In Dog Years: A Memoir, poet Mark Doty decides to adopt a dog as a companion for his dying partner. Beau is a large, malnourished golden retriever in need of love. He joins Arden, their black retriever. These two companions accompany them on the sad journey and teach lessons about love and loss.
I loved Doty's poem (or is it Beau's poem?) "Golden Retrievals" the first time I heard him read it. Like many of Collins' poems it hits you as light and funny, especially in his reading of it. But, also like Collin's poems, there is something more serious going on in the poem.
The dog starts off with his joy in his dog world, rejecting the people world of:
Fetch? Balls and sticks capture my attention
seconds at a time. Catch? I don’t think so.

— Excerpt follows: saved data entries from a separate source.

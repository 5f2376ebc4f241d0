/// Constants used throughout the application
///
/// This module centralises the defaults and help texts so the library and
/// the `hound` binary agree on them.

/// Default recursion bound below the search root
///
/// Large enough to be effectively unbounded for realistic trees.
pub const DEFAULT_MAX_DEPTH: usize = 100;

/// Qualifier string used for application identification
pub const QUALIFIER: &str = "com";

/// Organisation name used for application identification
pub const ORGANIZATION: &str = "filehound";

/// Application name used for identification
///
/// Used to locate the platform configuration directory.
pub const APPLICATION: &str = "hound";

/// File name of the default search profile inside the configuration directory
pub const DEFAULT_CONFIG_FILE: &str = "hound.yaml";

/// Help text for the positional path argument
pub const PATH_HELP: &str = "Directory to search (defaults to the current directory)";

/// Help text for the depth option
pub const DEPTH_HELP: &str = "Maximum recursion depth; 0 searches only the directory itself";

/// Help text for the extension option
pub const EXT_HELP: &str = "Match files with this extension (repeatable, comma separated)";

/// Help text for the size option
pub const SIZE_HELP: &str = "Match files of exactly this many bytes";

/// Help text for the empty option
pub const EMPTY_HELP: &str = "Match empty files";

/// Help text for the glob option
pub const GLOB_HELP: &str = "Match file names against a shell glob (repeatable)";

/// Help text for the regex option
pub const REGEX_HELP: &str = "Match full paths against a regular expression (repeatable)";

/// Help text for the config option
pub const CONFIG_HELP: &str = "Read the search profile from a specific YAML file";

/// Help text for the no-config option
pub const NO_CONFIG_HELP: &str = "Ignore the default search profile";

/// Help text for the print0 option
pub const PRINT0_HELP: &str = "Separate results with NUL instead of newline";

/// Help text for the count option
pub const COUNT_HELP: &str = "Print only the number of matching files";

/// Help text for the verbose command-line option
pub const VERBOSE_HELP: &str = "Increase verbosity level (can be used multiple times)";

/// Help text for the log file option
pub const LOG_FILE_HELP: &str = "Also write log output to this file";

He is far more interested in:
Bunny, tumbling leaf, a squirrel who’s—oh
joy—actually scared. Sniff the wind, then
I’m off again: muck, pond, ditch, residue
of any thrillingly dead thing.
But his poor owner:
Either you’re sunk in the past, half our walk,
thinking of what you never can bring back,
or else you’re off in some fog concerning
—tomorrow, is that what you call it?
The dog knows that his work here is part Zen master and part physicist trying:
to unsnare time’s warp (and woof!), retrieving,
my haze-headed friend, you.
Mark Doty's “Golden Retrievals” (from Sweet Machine: Poems) is this month's model poem for our writing prompt. And who would have guessed that Beau was a formalist, writing a kind of sonnet.

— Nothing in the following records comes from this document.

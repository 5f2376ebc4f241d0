//! File discovery module
//!
//! This module contains the filesystem seam, the predicate matcher and the
//! depth-bounded walker that executes a [`Query`](crate::query::Query).

mod filesystem;
mod matcher;
mod walker;

pub use filesystem::{EntryInfo, EntryKind, FileSystem, LocalFileSystem};
pub use matcher::is_match;
pub use walker::Walker;
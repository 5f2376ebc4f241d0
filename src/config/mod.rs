//! Configuration module
//!
//! This module contains the YAML search profile and the functions that load it.

mod loader;
mod model;

pub use loader::{default_config_path, load_config};
pub use model::SearchConfig;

Your assignment this month is a poem that comes from the mind, heart or mouth of a pet or animal. Let your dog or cat at the keyboard or have them channel the poem to you in that sixth or seventh sense that we know they possess. It's the voice of the master, if you accept that the pet controls the "owner."s
I also recommend that you give a look and listen (below) to Billy Collins reading "A Dog on His Master" and one of my favorites, "The Revenant." The revenant (one who has returned, especially from the dead) dog speaking the latter poem is not in love with his master - the person who put him "to sleep" - in fact, "I never liked you - not one bit."
Garth Stein credits "The Revenant" for being the inspiration for his novel The Art of Racing in the Rain: A Novel, written in the voice of a dog.
Like Beau, Collins' former pet also loves those outdoor smells encountered on walks, "but only because it meant I was about / to smell things you had never touched."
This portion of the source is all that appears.